__WHAT TO DO__.
State only how many lines of the records contain the string "reports".

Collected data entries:
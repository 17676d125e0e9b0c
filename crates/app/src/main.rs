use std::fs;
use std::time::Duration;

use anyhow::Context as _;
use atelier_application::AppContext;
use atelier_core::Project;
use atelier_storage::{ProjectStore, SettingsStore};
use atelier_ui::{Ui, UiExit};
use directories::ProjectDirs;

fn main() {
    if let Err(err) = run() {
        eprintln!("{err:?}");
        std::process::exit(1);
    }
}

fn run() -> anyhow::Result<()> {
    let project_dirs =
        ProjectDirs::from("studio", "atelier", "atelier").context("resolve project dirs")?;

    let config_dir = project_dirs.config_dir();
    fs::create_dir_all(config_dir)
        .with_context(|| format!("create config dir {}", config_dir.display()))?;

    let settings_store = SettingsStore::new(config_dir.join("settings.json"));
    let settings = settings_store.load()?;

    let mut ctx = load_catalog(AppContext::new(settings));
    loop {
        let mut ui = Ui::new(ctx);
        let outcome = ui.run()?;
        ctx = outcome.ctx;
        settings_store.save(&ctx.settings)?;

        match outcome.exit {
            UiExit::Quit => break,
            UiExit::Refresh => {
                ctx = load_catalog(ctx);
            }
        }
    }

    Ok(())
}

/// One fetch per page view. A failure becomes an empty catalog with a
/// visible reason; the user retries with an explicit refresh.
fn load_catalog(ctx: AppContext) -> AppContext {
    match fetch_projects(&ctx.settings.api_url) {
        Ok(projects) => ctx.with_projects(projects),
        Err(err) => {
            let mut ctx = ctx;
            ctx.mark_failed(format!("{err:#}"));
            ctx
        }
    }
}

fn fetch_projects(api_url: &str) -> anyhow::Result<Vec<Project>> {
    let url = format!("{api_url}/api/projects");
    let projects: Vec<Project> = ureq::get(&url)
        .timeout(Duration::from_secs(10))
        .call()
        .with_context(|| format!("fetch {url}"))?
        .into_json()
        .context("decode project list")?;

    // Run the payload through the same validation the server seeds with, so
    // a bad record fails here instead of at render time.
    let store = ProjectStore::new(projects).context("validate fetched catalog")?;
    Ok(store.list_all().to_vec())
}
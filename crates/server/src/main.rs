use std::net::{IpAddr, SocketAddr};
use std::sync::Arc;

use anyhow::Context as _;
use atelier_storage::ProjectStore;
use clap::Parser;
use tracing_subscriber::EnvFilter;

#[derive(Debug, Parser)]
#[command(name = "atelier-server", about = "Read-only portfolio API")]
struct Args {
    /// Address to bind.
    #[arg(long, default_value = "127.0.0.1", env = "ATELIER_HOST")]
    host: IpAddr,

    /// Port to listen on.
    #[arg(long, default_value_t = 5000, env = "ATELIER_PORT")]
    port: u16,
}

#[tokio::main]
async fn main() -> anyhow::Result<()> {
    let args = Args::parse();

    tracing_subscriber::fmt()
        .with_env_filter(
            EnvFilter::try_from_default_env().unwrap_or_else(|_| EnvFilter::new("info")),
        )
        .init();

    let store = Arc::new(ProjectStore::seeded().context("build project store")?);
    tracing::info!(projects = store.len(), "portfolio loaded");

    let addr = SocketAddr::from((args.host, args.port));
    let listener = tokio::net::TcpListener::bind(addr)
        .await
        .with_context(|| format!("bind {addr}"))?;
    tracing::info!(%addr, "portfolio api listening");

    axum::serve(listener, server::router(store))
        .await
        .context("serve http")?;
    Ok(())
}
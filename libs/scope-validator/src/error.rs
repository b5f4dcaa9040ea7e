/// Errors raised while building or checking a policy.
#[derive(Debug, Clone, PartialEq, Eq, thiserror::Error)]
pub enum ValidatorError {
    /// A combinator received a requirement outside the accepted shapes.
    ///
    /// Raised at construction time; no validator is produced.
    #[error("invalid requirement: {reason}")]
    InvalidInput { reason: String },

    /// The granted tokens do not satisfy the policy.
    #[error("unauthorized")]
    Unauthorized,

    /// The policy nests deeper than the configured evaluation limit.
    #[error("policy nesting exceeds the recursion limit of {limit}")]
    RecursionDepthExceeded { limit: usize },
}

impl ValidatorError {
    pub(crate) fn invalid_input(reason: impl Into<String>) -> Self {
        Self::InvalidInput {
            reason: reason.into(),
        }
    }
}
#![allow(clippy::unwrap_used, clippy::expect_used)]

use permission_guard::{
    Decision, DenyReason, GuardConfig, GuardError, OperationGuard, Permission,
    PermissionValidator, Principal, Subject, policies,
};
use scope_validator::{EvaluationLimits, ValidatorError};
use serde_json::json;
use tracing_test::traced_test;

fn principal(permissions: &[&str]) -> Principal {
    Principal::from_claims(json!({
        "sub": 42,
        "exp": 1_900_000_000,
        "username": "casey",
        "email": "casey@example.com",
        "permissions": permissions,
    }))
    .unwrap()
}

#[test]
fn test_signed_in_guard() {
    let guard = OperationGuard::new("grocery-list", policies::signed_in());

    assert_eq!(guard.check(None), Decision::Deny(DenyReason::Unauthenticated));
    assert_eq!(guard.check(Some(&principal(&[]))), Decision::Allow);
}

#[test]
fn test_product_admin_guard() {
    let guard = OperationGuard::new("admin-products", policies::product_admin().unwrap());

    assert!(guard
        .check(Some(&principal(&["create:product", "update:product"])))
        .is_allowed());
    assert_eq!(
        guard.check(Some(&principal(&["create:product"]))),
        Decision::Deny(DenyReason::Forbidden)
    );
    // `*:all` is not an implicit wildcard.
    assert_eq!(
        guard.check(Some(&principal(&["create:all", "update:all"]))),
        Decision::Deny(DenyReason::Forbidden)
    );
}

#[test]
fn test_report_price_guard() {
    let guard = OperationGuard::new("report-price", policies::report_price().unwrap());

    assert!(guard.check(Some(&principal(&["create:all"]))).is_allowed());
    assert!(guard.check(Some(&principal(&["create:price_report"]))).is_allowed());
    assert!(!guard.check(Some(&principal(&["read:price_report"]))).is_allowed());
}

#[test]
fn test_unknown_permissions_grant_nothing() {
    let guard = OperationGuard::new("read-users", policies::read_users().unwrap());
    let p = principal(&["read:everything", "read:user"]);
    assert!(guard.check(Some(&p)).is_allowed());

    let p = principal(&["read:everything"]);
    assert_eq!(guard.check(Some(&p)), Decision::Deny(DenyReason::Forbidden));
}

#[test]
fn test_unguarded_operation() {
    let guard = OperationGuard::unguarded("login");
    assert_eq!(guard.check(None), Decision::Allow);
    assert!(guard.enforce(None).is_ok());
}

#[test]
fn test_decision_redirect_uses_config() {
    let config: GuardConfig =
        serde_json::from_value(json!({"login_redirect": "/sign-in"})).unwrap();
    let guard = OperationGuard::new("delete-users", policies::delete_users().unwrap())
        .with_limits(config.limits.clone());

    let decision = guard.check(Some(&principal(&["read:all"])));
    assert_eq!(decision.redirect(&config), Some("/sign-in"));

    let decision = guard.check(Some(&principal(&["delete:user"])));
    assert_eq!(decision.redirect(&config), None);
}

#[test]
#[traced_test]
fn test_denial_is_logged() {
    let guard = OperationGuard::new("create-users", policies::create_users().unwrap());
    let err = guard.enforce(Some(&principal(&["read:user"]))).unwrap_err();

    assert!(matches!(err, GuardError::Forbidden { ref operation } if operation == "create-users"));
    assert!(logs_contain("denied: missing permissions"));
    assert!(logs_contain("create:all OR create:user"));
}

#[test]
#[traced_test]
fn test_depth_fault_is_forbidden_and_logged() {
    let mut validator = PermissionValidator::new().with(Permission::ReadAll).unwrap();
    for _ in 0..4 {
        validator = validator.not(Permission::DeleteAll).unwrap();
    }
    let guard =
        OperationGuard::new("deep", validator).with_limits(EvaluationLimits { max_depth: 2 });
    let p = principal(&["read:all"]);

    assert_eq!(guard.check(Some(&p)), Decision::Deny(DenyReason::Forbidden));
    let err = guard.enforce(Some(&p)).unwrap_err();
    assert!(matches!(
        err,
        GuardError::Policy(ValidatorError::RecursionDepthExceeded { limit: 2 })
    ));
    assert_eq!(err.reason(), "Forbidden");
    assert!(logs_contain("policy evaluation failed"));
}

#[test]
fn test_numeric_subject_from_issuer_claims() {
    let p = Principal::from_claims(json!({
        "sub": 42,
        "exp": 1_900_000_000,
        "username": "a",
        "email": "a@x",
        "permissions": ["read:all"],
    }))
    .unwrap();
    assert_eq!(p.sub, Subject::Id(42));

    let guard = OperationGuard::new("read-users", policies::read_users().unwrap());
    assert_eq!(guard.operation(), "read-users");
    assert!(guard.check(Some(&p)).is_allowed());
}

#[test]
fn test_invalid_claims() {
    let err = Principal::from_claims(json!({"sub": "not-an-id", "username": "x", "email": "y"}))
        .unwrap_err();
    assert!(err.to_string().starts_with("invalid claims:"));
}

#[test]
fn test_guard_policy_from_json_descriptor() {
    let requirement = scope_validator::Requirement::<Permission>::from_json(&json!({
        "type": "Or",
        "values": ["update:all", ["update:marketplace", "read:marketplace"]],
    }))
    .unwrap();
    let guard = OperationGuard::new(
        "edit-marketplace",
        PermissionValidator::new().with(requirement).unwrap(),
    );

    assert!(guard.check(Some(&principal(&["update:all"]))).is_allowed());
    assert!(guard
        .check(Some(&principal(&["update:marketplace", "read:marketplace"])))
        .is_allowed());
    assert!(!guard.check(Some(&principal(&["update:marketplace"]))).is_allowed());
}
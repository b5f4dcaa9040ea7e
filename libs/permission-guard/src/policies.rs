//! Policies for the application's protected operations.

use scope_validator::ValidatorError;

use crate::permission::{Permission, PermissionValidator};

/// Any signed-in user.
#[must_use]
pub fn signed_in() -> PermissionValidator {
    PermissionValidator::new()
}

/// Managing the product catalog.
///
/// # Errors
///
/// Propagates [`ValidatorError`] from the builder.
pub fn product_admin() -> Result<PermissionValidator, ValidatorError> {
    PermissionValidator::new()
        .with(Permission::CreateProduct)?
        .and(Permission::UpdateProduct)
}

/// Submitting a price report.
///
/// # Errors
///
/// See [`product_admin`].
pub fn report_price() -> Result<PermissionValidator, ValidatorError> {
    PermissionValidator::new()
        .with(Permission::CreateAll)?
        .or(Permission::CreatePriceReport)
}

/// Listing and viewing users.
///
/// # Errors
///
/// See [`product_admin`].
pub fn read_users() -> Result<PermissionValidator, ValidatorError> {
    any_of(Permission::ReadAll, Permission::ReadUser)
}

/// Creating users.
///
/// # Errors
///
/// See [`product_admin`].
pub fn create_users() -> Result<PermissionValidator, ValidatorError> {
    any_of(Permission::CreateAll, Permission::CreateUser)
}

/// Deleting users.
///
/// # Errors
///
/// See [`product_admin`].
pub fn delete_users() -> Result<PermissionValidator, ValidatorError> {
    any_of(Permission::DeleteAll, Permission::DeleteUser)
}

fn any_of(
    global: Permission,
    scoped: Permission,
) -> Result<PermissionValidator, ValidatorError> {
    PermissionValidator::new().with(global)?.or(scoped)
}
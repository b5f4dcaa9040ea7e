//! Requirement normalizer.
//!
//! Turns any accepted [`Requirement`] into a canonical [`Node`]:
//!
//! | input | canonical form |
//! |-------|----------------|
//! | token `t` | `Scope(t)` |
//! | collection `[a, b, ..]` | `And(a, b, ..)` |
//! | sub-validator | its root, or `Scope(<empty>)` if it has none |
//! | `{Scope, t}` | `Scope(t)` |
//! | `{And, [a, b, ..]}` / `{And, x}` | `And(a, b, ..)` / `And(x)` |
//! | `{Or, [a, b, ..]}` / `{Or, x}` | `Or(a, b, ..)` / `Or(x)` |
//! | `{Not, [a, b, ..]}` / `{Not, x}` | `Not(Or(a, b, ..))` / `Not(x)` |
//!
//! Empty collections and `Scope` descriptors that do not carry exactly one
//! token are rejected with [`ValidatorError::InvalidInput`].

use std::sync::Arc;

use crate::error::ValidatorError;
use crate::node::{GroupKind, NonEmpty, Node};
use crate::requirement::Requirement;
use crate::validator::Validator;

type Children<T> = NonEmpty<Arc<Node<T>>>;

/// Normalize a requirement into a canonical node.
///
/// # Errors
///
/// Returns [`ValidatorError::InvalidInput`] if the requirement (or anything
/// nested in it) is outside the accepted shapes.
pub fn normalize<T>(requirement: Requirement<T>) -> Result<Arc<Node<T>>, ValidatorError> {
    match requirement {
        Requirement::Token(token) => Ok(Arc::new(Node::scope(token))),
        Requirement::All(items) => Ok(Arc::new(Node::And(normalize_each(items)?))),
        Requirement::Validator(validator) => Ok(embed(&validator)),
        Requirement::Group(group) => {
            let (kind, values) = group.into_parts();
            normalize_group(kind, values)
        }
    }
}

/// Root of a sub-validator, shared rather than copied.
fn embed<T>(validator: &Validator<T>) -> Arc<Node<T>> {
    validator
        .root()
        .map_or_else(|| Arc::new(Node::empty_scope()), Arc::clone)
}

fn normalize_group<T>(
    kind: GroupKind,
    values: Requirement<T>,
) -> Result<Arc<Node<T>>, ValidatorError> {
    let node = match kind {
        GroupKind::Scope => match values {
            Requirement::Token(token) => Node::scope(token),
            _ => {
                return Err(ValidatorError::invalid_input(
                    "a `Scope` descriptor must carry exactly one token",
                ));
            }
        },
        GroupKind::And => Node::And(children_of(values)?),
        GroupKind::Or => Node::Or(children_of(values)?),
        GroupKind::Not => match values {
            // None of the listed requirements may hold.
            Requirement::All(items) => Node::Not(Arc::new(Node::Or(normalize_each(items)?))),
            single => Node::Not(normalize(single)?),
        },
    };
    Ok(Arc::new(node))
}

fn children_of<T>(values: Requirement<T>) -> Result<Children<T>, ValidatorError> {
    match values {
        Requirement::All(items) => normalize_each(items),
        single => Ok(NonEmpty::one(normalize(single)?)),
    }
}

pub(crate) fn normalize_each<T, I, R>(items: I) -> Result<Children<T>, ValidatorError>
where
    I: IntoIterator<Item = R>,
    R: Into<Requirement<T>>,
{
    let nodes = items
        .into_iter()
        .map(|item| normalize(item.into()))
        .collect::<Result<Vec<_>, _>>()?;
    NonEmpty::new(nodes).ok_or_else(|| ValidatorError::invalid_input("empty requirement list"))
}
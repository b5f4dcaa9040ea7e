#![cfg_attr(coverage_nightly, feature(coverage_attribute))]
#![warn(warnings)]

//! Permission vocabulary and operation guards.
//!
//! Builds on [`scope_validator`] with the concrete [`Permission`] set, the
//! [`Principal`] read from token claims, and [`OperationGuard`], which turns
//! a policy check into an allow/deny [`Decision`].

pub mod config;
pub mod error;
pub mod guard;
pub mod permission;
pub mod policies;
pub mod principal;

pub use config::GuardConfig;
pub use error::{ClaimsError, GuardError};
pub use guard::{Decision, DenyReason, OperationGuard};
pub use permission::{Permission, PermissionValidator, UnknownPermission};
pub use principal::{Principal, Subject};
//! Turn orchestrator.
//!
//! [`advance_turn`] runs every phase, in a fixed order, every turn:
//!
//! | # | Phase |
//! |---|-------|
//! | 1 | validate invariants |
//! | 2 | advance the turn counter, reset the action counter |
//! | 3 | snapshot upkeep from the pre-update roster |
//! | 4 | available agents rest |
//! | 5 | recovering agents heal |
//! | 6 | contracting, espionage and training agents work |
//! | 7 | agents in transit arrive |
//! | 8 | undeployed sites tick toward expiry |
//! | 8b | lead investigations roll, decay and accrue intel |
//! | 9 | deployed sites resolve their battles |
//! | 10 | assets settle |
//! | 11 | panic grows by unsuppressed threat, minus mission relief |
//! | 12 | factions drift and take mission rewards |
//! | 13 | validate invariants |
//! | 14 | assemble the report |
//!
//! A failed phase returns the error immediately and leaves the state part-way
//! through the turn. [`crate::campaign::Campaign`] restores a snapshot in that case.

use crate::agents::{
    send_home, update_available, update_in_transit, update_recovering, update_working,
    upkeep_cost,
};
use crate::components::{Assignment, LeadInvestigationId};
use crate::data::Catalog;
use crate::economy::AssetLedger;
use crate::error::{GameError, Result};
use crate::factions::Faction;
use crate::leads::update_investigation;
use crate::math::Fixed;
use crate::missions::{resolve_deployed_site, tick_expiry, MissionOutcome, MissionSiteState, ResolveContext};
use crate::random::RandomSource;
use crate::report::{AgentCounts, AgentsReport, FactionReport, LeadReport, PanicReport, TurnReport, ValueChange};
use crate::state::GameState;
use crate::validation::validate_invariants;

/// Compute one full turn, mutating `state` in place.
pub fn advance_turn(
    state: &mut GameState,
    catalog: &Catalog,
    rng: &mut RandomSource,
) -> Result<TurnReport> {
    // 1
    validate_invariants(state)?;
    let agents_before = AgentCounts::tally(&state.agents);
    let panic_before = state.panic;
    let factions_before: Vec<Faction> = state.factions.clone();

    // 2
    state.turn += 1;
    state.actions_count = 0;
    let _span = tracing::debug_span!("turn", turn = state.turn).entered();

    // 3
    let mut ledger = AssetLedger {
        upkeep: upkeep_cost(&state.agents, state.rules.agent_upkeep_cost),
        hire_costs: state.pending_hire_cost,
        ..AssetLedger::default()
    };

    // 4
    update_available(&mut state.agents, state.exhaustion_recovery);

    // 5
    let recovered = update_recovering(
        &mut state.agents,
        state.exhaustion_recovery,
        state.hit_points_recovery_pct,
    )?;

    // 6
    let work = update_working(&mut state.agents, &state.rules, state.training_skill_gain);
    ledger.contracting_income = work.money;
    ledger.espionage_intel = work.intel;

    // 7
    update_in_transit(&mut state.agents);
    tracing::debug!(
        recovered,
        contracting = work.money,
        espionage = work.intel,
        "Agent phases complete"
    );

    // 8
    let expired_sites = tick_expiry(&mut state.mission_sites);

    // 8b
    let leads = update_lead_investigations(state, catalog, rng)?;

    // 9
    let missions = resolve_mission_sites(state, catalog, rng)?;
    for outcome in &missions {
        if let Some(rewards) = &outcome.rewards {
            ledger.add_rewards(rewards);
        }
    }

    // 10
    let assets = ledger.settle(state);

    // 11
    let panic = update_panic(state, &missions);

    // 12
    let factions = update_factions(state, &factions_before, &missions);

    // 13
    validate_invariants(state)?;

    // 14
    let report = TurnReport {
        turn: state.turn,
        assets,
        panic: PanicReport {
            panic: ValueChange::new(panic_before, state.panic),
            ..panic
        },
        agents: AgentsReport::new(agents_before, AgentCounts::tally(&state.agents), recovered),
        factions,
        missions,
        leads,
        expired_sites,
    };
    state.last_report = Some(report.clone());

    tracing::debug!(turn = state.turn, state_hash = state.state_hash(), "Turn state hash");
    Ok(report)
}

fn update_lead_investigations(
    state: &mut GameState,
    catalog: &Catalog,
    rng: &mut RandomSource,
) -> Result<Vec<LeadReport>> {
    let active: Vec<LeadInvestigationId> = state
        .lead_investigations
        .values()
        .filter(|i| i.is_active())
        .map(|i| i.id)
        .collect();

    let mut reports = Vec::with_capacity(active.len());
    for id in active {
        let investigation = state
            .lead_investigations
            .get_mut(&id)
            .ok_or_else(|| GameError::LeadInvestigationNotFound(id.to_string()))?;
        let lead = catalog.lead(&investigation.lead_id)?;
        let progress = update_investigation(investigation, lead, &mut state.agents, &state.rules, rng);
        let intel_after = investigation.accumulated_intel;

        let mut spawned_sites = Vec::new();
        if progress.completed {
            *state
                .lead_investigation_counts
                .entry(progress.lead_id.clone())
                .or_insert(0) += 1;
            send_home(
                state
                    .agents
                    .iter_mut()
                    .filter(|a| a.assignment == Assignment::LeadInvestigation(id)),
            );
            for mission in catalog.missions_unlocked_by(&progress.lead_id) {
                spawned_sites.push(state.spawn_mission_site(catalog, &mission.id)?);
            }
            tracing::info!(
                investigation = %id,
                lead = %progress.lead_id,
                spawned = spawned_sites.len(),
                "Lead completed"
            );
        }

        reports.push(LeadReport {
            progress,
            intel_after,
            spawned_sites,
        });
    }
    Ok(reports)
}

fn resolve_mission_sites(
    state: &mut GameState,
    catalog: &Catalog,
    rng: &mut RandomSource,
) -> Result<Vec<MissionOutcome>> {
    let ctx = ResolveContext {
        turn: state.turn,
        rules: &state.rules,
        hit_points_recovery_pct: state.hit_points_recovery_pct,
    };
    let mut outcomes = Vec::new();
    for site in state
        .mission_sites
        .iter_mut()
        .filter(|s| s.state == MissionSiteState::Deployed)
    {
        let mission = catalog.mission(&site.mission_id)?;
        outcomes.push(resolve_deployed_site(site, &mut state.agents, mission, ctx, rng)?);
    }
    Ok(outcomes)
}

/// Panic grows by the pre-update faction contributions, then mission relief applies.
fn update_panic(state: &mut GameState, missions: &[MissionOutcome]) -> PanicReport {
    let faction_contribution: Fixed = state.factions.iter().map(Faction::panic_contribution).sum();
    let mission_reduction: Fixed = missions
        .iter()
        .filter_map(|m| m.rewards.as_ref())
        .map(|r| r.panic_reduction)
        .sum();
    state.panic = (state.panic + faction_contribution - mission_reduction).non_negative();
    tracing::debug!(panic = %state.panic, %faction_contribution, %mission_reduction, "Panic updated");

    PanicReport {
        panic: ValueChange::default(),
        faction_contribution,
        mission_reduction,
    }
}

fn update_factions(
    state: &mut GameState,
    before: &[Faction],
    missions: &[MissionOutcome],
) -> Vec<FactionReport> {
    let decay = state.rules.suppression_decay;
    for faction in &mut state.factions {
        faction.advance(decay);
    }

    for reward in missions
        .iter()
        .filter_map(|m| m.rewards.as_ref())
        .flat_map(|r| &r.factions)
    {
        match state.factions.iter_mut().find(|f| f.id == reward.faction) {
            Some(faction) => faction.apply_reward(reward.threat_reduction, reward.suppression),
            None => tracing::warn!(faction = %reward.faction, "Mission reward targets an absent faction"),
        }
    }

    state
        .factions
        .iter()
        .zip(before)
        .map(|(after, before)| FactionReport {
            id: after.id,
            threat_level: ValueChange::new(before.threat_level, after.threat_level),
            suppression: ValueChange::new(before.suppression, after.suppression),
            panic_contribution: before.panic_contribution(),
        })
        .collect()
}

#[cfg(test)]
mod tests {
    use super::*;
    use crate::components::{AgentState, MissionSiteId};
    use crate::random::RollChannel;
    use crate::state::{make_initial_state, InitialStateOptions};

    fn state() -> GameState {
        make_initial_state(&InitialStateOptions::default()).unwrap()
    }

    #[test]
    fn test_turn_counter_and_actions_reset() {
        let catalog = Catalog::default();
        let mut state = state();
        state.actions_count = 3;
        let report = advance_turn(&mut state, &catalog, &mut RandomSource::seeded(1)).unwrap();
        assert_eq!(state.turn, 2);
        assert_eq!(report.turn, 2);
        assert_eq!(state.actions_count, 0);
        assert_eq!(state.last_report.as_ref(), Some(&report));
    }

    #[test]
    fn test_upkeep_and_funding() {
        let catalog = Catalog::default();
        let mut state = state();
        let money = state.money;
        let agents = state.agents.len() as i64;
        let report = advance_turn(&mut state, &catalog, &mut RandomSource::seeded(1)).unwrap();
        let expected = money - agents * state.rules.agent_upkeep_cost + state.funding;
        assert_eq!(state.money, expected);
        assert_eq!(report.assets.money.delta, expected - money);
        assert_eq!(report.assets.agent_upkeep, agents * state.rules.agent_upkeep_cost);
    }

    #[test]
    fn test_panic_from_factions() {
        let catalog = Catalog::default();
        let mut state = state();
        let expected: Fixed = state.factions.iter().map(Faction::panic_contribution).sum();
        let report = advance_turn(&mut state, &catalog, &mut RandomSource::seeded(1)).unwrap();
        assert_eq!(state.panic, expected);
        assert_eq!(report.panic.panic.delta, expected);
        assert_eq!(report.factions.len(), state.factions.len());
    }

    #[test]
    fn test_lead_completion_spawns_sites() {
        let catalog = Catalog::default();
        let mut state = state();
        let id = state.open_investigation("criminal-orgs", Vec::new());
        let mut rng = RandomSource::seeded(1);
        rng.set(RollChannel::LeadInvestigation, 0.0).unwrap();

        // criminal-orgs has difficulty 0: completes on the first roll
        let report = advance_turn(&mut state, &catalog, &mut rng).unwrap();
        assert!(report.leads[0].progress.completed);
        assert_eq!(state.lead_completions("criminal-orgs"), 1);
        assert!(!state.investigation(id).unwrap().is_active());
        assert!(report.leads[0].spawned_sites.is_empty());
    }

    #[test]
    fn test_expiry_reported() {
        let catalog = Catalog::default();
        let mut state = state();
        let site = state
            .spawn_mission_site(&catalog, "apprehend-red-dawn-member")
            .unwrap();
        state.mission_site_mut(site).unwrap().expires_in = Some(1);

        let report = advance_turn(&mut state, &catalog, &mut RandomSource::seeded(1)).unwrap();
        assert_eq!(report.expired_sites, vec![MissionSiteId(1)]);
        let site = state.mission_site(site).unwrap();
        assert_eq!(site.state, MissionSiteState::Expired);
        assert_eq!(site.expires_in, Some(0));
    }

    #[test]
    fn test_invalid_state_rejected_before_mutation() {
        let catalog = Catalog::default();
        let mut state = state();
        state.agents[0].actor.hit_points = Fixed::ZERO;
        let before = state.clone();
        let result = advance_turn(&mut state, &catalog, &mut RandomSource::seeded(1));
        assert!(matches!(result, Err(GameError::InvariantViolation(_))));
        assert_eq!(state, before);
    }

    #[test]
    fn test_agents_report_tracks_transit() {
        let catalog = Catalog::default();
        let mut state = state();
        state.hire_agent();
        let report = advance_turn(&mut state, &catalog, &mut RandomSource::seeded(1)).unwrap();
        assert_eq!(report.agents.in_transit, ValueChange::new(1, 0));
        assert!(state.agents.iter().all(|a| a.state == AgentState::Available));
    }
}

__TASK RESULT__.
3